Um sich durch die Universität zu bringen, nahm Linus eine Vielzahl von Jobs an, darunter die Arbeit als Lebensmittelhändler, Maschinist und Fotoentwickler. Auf dem Campus zeichnete er sich schnell aus und erhielt Lehraufträge, bevor er seinen ersten Abschluss machte. Nachdem er den Staat Oregon verlassen hatte, ging er zum Caltech und promovierte in physikalischer Chemie und mathematischer Physik.

Bis zu seinem Tod im Jahr 1994 hatte Pauling mehr als 1.200 Bücher und Aufsätze veröffentlicht. Trotz seines Erfolgs und seiner Bereitschaft, hart für die Ursachen zu kämpfen, an die er glaubte, war er nicht ohne seine Kritiker.Der Unterschied zwischen Genie und Exzentrizität ist manchmal schwer zu unterscheiden und in seinen späteren Jahren, nach einem Anfall von Nierenerkrankungen, wurde er zunehmend besessen von der Rolle von Vitaminen bei der Behandlung von Krankheiten.

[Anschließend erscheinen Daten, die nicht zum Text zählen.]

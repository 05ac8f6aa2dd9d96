use super::*;

/// Tests fetching the latest notices.
///
/// Verifies that no more than `limit` notices are returned and that they are
/// the most recently created ones, newest first.
///
/// Expected: Ok with the five highest IDs in descending order
#[tokio::test]
async fn returns_latest_notices_newest_first() -> Result<(), DbErr> {
    let test = TestBuilder::new().with_club_tables().build().await.unwrap();
    let db = test.db.as_ref().unwrap();

    let mut ids = Vec::new();
    for _ in 0..7 {
        ids.push(factory::notice::create_notice(db).await?.id);
    }

    let latest = NoticeRepository::new(db).get_latest(5).await?;

    let latest_ids: Vec<i32> = latest.iter().map(|n| n.id).collect();
    let expected: Vec<i32> = ids.iter().rev().take(5).copied().collect();
    assert_eq!(latest_ids, expected);

    Ok(())
}

/// Tests fetching the latest notices when fewer than the limit exist.
///
/// Expected: Ok with all notices
#[tokio::test]
async fn returns_all_when_fewer_than_limit() -> Result<(), DbErr> {
    let test = TestBuilder::new().with_club_tables().build().await.unwrap();
    let db = test.db.as_ref().unwrap();

    factory::notice::create_notice(db).await?;
    factory::notice::create_notice(db).await?;

    let latest = NoticeRepository::new(db).get_latest(5).await?;

    assert_eq!(latest.len(), 2);
    assert!(latest[0].id > latest[1].id);

    Ok(())
}
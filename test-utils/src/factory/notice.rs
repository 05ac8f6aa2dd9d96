//! Notice factory for creating test notice entities.

use crate::factory::helpers::next_id;
use sea_orm::{ActiveModelTrait, ActiveValue, DatabaseConnection, DbErr};

/// Factory for creating test notices.
///
/// Defaults: title `Notice {n}`, date `2026-01-01`, no link.
pub struct NoticeFactory<'a> {
    db: &'a DatabaseConnection,
    title: String,
    date: Option<String>,
    link: Option<String>,
}

impl<'a> NoticeFactory<'a> {
    pub fn new(db: &'a DatabaseConnection) -> Self {
        Self {
            db,
            title: format!("Notice {}", next_id()),
            date: Some("2026-01-01".to_string()),
            link: None,
        }
    }

    pub fn title(mut self, title: impl Into<String>) -> Self {
        self.title = title.into();
        self
    }

    pub fn link(mut self, link: impl Into<String>) -> Self {
        self.link = Some(link.into());
        self
    }

    pub async fn build(self) -> Result<entity::notice::Model, DbErr> {
        entity::notice::ActiveModel {
            title: ActiveValue::Set(self.title),
            date: ActiveValue::Set(self.date),
            link: ActiveValue::Set(self.link),
            ..Default::default()
        }
        .insert(self.db)
        .await
    }
}

/// Creates a notice with default values.
pub async fn create_notice(db: &DatabaseConnection) -> Result<entity::notice::Model, DbErr> {
    NoticeFactory::new(db).build().await
}
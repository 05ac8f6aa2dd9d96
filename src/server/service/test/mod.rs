mod member;
use crate::server::{
    error::{auth::AuthError, AppError},
    middleware::{
        auth::{Admin, AuthGuard},
        session::{AuthSession, FlashSession},
    },
};
use test_utils::context::TestContext;
//! Discord integration: client lifetime, event handling, channel topology,
//! and webhook dispatch.

pub mod bot;
pub mod commands;
pub mod connection;
pub mod directory;
pub mod handler;
pub mod webhook;

pub use bot::{build_http, DiscordBot};
pub use commands::GameCommandHandler;
pub use connection::{CacheEnumerator, DiscordConnection};
pub use directory::ChannelDirectory;
pub use handler::RelayHandler;
pub use webhook::WebhookGateway;
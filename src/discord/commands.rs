//! Prefix-command dispatch.
//!
//! Discord users can run whitelisted game slash commands through the relay
//! ("!em waves" becomes "/em waves" in game). Anything not on the whitelist
//! is refused; the prefix match itself already consumed the message.

use std::sync::Arc;

use async_trait::async_trait;
use tracing::{debug, info, warn};

use crate::game::{CommandHandler, GameChatSink};

pub struct GameCommandHandler {
    sink: Arc<dyn GameChatSink>,
    whitelist: Vec<String>,
}

impl GameCommandHandler {
    pub fn new(sink: Arc<dyn GameChatSink>, whitelist: Vec<String>) -> Self {
        Self { sink, whitelist }
    }
}

#[async_trait]
impl CommandHandler for GameCommandHandler {
    async fn handle(&self, sender: &str, content: &str) -> bool {
        let mut parts = content.splitn(2, ' ');
        let command = parts.next().unwrap_or("").to_lowercase();
        if command.is_empty() {
            return false;
        }

        if !self
            .whitelist
            .iter()
            .any(|allowed| allowed.eq_ignore_ascii_case(&command))
        {
            debug!(sender, command, "command not whitelisted");
            return false;
        }

        let args = parts.next().unwrap_or("").trim();
        let line = if args.is_empty() {
            format!("/{}", command)
        } else {
            format!("/{} {}", command, args)
        };

        match self.sink.send_to_game(&line).await {
            Ok(()) => {
                info!(sender, command, "dispatched game command");
                true
            }
            Err(e) => {
                warn!(sender, command, "failed to dispatch game command: {}", e);
                false
            }
        }
    }
}
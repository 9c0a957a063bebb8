//! Configuration loading and validation.

pub mod env;
pub mod store;
pub mod types;

use std::path::Path;

use crate::common::error::{ConfigError, ConfigResult};
use crate::common::types::ChatKind;
use types::Config;

/// Load configuration from a JSON file, apply env overrides, and validate.
pub fn load_and_validate(path: impl AsRef<Path>) -> ConfigResult<Config> {
    let path = path.as_ref();

    let raw = std::fs::read_to_string(path).map_err(|e| ConfigError::IoError {
        path: path.display().to_string(),
        source: e,
    })?;

    let config: Config = serde_json::from_str(&raw).map_err(|e| ConfigError::ParseError {
        message: e.to_string(),
    })?;

    let config = env::apply_env_overrides(config);
    validate(&config)?;
    Ok(config)
}

/// Reject configurations that cannot possibly run.
fn validate(config: &Config) -> ConfigResult<()> {
    if config.discord.token.trim().is_empty() {
        return Err(ConfigError::ValidationError {
            message: "discord.token is empty (set it in the config file or FERRYMAN_DISCORD_TOKEN)"
                .to_string(),
        });
    }

    if config.filter.threshold < 1 {
        return Err(ConfigError::ValidationError {
            message: format!(
                "filter.threshold must be at least 1, got {}",
                config.filter.threshold
            ),
        });
    }

    for (kind, id) in &config.mappings.chat_kinds {
        if ChatKind::parse(kind).is_none() {
            return Err(ConfigError::ValidationError {
                message: format!("mappings.chat_kinds has unknown chat kind '{}'", kind),
            });
        }
        if *id == 0 {
            return Err(ConfigError::ValidationError {
                message: format!("mappings.chat_kinds['{}'] is zero", kind),
            });
        }
    }

    for (label, id) in &config.mappings.labels {
        if label.trim().is_empty() || *id == 0 {
            return Err(ConfigError::ValidationError {
                message: "mappings.labels entries need a non-empty label and non-zero id"
                    .to_string(),
            });
        }
    }

    Ok(())
}
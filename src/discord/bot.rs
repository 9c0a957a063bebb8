//! Discord client lifetime.
//!
//! Owns the serenity client, reconnects with jittered backoff when the
//! gateway drops, and shuts the shards down cleanly on the host's signal.
//! Cached topology and webhook identities are cleared on every disconnect
//! so a fresh session never reuses stale handles.

use std::sync::Arc;
use std::time::Duration;

use backon::BackoffBuilder;
use serenity::http::HttpBuilder;
use serenity::prelude::*;
use serenity::Client;
use tokio::sync::watch;
use tokio::time::sleep;
use tracing::{error, info, warn};

use crate::discord::directory::ChannelDirectory;
use crate::discord::handler::RelayHandler;
use crate::discord::webhook::WebhookGateway;

/// REST client with explicit timeouts, shared by all relay HTTP calls.
pub fn build_http(token: &str) -> anyhow::Result<Arc<serenity::http::Http>> {
    let reqwest_client = reqwest::Client::builder()
        .timeout(Duration::from_secs(15))
        .connect_timeout(Duration::from_secs(10))
        .build()?;
    Ok(Arc::new(HttpBuilder::new(token).client(reqwest_client).build()))
}

async fn build_client(token: &str, handler: RelayHandler) -> anyhow::Result<Client> {
    let intents =
        GatewayIntents::GUILD_MESSAGES | GatewayIntents::MESSAGE_CONTENT | GatewayIntents::GUILDS;

    let reqwest_client = reqwest::Client::builder()
        .timeout(Duration::from_secs(15))
        .connect_timeout(Duration::from_secs(10))
        .build()?;
    let http = HttpBuilder::new(token).client(reqwest_client).build();

    let client = serenity::client::ClientBuilder::new_with_http(http, intents)
        .event_handler(handler)
        .await?;
    Ok(client)
}

pub struct DiscordBot {
    token: String,
    client: Option<Client>,
    handler: RelayHandler,
    directory: Arc<ChannelDirectory>,
    gateway: Arc<WebhookGateway>,
    shutdown_rx: watch::Receiver<bool>,
}

impl DiscordBot {
    pub async fn build(
        token: String,
        handler: RelayHandler,
        directory: Arc<ChannelDirectory>,
        gateway: Arc<WebhookGateway>,
        shutdown_rx: watch::Receiver<bool>,
    ) -> anyhow::Result<Self> {
        let client = build_client(&token, handler.clone()).await?;
        Ok(Self {
            token,
            client: Some(client),
            handler,
            directory,
            gateway,
            shutdown_rx,
        })
    }

    pub async fn run(mut self) {
        let shard_manager = self.client.as_ref().map(|c| c.shard_manager.clone());
        let mut shutdown_rx = self.shutdown_rx.clone();

        tokio::select! {
            _ = Self::run_connection(
                &mut self.client,
                &self.token,
                &self.handler,
                &self.directory,
                &self.gateway,
            ) => {},
            _ = async {
                loop {
                    if shutdown_rx.changed().await.is_err() {
                        break;
                    }
                    if *shutdown_rx.borrow() {
                        break;
                    }
                }
                if let Some(ref manager) = shard_manager {
                    info!("Initiating graceful Discord shutdown...");
                    manager.shutdown_all().await;
                    info!("Discord shutdown complete");
                }
            } => {}
        }
        info!("Discord task ended");
    }

    async fn run_connection(
        client: &mut Option<Client>,
        token: &str,
        handler: &RelayHandler,
        directory: &ChannelDirectory,
        gateway: &WebhookGateway,
    ) {
        /// 5s initial, 5min max, factor 1.1, with jitter, unlimited retries.
        fn gateway_backoff() -> impl Iterator<Item = Duration> {
            backon::ExponentialBuilder::default()
                .with_min_delay(Duration::from_secs(5))
                .with_max_delay(Duration::from_secs(300))
                .with_factor(1.1)
                .with_jitter()
                .without_max_times()
                .build()
        }

        let mut backoff = gateway_backoff();

        loop {
            info!("Connecting to Discord...");

            let mut active = match client.take() {
                Some(client) => client,
                None => match build_client(token, handler.clone()).await {
                    Ok(client) => {
                        backoff = gateway_backoff();
                        client
                    }
                    Err(e) => {
                        error!("Failed to rebuild Discord client: {}", e);
                        let delay = backoff.next().unwrap_or(Duration::from_secs(300));
                        warn!("Retrying in {:.1}s...", delay.as_secs_f64());
                        sleep(delay).await;
                        continue;
                    }
                },
            };

            // serenity mostly handles gateway reconnections itself; this
            // loop only covers hard client failures.
            match active.start().await {
                Ok(()) => {
                    info!("Discord client disconnected normally");
                    directory.unbind();
                    gateway.clear_cache().await;
                    break;
                }
                Err(e) => {
                    error!("Discord client error: {}", e);
                    directory.unbind();
                    gateway.clear_cache().await;
                    let delay = backoff.next().unwrap_or(Duration::from_secs(300));
                    warn!(
                        "Discord disconnected. Reconnecting in {:.1}s...",
                        delay.as_secs_f64(),
                    );
                    sleep(delay).await;
                }
            }
        }
    }
}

Es ist fast ausschließlich seinem Eintreten zu verdanken, dass Vitamin C heute fest mit guter Gesundheit verbunden ist. Manchmal überschritt diese Befürwortung die Grenze zwischen Wissenschaft und Besessenheit. Während der zweiten Hälfte seines Lebens schlug er weiterhin vor, dass hohe Dosen von Vitamin C Krebs heilen könnten, obwohl viele Studien keine Beweise für die Behauptung fanden.Trotzdem ist er heute vor allem als brillanter Forscher in Erinnerung, der sehr reale und substanzielle Beiträge zu so unterschiedlichen Bereichen wie der Quantenmechanik und der Medizin geleistet hat. Sein Andenken wird in den USA und darüber hinaus geehrt. Oregon hat einen Feiertag mit seinem Namen, der auch mehrere Straßen in verschiedenen Bundesstaaten schmückt, ein Forschungszentrum an der Universität Oxford in Großbritannien – und einen Asteroiden, der alle 926 Tage die Sonne umkreist.

*Marie Curie war die andere, falls Sie sich fragen.

Schreibe einen Kommentar

Deine E-Mail-Adresse wird nicht veröffentlicht. Erforderliche Felder sind mit * markiert.